» **TASK ITEM**
Line by line, please look for the word "ConfigWarning" in the following records, then copy each line you find it in.

» **GIVEN INFORMATION**
· · · · · · ·

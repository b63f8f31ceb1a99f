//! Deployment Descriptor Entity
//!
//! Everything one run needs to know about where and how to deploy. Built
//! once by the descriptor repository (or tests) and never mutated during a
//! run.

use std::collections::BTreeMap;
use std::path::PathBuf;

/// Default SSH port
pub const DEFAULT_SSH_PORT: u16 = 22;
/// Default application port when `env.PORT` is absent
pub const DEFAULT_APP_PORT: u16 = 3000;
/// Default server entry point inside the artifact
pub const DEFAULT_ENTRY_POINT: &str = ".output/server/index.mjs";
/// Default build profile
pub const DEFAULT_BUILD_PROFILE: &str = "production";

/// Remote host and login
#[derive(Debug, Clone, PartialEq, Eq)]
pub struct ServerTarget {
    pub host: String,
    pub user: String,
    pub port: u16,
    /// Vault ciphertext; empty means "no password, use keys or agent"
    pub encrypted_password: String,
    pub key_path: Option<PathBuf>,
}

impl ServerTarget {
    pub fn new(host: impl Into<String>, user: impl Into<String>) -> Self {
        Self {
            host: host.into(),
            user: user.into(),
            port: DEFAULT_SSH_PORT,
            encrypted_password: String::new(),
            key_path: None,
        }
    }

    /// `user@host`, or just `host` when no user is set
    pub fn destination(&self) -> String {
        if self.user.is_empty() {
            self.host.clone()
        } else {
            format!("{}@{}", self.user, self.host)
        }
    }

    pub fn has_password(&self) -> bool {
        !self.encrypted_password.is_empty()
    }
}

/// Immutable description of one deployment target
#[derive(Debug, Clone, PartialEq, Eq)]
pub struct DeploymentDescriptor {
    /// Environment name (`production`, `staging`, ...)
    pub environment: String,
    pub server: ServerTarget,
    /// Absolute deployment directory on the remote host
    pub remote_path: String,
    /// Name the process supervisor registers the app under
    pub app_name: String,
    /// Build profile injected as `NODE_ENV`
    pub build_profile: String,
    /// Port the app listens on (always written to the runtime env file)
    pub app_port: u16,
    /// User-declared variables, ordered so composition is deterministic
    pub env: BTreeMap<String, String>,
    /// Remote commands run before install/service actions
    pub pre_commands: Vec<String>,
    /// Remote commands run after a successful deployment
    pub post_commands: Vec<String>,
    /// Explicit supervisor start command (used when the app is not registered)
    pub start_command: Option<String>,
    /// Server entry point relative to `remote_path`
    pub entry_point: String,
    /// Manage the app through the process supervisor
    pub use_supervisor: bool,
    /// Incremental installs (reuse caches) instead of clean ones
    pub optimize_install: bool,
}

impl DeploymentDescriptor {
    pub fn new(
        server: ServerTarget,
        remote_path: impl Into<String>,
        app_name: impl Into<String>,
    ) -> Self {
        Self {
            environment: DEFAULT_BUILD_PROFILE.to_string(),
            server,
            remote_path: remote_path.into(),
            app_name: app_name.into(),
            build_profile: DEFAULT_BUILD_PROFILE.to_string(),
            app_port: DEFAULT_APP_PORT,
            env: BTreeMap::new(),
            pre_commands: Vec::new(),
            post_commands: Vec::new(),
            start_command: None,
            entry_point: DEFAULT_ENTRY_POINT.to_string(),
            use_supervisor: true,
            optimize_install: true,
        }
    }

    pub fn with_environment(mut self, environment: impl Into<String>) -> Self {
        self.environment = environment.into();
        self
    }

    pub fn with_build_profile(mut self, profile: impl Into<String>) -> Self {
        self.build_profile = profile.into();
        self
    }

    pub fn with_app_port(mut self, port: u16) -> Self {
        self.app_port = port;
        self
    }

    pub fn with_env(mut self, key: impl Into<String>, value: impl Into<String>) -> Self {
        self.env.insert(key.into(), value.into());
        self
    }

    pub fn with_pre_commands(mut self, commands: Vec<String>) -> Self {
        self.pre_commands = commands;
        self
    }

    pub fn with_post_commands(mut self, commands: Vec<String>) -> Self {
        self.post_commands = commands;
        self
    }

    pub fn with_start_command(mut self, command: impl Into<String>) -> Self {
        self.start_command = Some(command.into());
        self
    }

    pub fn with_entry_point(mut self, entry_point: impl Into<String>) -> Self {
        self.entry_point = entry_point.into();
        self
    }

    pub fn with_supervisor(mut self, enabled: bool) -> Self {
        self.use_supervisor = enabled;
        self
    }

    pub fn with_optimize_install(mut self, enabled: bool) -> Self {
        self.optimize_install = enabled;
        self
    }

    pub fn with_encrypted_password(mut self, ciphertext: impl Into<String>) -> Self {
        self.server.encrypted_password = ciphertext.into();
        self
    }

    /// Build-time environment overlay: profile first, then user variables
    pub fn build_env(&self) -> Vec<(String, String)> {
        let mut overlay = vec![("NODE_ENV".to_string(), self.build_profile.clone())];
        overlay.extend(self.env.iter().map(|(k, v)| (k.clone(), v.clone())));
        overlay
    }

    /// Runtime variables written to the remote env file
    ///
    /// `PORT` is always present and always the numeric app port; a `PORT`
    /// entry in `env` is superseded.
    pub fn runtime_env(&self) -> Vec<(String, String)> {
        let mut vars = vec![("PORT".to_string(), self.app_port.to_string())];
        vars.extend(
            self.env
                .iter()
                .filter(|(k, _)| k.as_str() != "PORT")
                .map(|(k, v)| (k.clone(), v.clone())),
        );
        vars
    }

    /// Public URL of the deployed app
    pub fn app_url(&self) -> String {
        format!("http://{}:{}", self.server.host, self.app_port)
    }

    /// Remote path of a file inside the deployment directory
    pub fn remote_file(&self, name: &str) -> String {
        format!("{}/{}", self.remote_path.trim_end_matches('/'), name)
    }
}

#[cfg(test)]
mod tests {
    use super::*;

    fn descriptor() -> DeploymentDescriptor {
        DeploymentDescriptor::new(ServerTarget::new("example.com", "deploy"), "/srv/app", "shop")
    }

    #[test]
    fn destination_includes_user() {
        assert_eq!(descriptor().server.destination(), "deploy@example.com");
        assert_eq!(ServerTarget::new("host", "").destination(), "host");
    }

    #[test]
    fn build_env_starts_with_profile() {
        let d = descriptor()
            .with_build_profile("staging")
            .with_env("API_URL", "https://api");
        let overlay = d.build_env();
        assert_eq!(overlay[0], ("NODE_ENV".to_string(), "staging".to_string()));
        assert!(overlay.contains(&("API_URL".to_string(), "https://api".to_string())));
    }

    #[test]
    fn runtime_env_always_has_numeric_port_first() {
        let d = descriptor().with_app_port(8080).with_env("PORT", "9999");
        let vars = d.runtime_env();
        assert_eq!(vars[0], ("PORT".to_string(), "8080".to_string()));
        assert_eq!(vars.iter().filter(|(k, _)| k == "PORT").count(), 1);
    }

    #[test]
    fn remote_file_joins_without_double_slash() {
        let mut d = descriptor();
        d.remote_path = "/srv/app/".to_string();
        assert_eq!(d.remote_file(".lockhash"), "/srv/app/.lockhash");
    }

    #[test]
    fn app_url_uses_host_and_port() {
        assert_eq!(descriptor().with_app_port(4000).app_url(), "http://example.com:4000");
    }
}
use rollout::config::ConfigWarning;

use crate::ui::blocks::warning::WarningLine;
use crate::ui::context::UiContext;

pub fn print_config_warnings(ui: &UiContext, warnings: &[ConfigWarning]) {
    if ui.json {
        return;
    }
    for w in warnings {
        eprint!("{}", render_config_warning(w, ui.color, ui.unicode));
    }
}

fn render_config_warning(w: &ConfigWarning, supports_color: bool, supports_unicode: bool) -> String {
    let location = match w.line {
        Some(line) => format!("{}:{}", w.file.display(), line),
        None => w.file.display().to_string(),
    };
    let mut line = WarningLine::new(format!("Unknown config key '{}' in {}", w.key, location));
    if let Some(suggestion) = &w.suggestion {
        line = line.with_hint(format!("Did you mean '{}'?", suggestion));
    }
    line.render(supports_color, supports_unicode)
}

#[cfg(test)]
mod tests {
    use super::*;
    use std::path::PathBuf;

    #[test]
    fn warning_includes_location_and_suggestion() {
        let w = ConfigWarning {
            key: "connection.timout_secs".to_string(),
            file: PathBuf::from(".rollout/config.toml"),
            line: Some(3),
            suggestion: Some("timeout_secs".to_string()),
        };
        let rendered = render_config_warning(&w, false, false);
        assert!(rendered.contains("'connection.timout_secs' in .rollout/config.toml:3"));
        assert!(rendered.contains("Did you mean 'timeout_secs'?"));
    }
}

· · · · · · ·

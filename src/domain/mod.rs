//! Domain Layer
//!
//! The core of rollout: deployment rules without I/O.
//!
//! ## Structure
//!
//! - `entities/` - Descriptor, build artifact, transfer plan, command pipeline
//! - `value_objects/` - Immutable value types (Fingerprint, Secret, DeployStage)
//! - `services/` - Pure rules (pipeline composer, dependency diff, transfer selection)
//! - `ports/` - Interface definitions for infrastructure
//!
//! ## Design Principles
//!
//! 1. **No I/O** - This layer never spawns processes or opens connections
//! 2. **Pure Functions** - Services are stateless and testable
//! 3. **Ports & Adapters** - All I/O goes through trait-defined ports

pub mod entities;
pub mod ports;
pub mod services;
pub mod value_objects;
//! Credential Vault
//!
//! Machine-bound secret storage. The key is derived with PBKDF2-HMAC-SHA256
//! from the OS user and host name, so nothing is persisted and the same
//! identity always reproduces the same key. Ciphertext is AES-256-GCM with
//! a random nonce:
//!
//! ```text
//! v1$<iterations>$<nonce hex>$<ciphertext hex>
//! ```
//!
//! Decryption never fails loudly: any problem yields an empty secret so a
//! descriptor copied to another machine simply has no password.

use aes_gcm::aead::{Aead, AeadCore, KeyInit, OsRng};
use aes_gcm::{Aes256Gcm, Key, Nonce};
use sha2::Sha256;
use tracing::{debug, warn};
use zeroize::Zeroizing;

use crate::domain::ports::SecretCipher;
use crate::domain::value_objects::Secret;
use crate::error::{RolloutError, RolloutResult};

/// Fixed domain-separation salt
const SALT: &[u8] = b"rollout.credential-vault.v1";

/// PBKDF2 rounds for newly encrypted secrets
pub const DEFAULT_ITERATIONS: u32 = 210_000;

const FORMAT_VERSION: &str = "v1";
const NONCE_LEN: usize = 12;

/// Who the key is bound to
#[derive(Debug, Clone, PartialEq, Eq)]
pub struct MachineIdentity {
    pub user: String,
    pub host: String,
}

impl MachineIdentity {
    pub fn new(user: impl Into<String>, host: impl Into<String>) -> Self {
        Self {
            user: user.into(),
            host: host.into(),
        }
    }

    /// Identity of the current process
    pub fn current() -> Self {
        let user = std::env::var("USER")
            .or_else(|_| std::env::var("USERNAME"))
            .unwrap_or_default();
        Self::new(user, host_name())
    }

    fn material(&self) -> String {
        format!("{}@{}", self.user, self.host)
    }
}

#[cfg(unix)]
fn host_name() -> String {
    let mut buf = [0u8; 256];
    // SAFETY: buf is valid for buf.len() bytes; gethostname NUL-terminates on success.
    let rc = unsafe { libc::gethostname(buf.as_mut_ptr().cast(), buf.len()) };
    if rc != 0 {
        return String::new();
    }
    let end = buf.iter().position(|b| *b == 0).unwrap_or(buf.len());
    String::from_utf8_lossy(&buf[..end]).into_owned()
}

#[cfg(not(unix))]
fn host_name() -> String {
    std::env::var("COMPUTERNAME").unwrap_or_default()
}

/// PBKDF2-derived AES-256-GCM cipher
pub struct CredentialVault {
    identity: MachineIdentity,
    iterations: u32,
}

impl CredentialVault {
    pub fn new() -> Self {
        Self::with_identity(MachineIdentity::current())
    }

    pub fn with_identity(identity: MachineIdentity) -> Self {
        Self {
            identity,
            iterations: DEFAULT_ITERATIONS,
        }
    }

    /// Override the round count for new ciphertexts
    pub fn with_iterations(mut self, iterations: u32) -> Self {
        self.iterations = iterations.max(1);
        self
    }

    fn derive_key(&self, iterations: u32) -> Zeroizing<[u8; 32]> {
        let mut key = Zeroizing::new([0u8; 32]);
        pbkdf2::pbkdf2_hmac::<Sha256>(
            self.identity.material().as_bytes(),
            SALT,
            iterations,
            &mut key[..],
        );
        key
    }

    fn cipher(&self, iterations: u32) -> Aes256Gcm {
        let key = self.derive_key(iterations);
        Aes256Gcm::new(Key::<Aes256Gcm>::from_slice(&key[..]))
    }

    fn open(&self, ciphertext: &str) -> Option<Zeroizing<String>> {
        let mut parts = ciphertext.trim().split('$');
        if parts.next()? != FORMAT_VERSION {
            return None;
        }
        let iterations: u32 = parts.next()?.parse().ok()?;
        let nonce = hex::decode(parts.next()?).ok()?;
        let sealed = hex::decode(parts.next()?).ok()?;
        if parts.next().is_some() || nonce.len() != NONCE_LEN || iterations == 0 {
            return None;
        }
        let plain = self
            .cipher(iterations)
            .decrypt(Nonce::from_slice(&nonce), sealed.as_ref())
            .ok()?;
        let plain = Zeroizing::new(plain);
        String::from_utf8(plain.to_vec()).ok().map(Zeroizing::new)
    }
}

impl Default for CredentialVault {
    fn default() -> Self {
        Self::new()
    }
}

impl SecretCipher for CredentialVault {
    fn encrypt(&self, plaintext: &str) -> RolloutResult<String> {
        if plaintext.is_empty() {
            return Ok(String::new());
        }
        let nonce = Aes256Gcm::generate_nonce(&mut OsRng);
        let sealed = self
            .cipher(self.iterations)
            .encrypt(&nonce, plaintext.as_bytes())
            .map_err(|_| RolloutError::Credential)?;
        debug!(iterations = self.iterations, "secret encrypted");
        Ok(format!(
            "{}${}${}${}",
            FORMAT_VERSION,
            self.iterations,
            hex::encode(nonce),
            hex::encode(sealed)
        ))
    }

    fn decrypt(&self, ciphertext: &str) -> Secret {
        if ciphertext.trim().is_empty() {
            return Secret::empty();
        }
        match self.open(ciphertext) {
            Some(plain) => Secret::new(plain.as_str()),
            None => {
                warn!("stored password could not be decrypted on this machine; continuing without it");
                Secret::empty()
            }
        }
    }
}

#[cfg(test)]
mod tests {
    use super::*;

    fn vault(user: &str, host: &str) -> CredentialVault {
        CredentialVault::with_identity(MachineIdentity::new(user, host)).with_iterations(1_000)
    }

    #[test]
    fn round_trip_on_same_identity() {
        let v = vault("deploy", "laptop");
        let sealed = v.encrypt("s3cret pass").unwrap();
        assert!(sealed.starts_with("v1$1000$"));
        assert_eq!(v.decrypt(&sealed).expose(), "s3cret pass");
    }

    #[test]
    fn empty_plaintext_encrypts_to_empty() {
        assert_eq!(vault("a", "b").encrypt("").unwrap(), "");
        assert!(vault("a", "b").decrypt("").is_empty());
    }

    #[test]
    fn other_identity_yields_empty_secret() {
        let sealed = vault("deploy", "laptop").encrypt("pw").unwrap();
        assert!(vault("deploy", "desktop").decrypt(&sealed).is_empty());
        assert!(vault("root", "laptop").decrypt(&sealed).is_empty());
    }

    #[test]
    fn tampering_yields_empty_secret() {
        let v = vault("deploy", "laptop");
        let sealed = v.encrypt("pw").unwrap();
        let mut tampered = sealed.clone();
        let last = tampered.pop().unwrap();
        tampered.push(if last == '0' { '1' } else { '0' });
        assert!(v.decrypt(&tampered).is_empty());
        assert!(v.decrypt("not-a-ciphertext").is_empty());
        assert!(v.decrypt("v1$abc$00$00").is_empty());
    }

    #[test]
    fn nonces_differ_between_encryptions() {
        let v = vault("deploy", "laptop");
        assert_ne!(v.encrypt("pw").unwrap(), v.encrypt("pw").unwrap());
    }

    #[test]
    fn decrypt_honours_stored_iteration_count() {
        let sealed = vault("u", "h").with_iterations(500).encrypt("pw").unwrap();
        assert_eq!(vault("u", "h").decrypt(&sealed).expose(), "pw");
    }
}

· · · · · · ·

» **OUTPUT**
use rollout::config::ConfigWarning;
pub fn print_config_warnings(ui: &UiContext, warnings: &[ConfigWarning]) {
fn render_config_warning(w: &ConfigWarning, supports_color: bool, supports_unicode: bool) -> String {
        let w = ConfigWarning {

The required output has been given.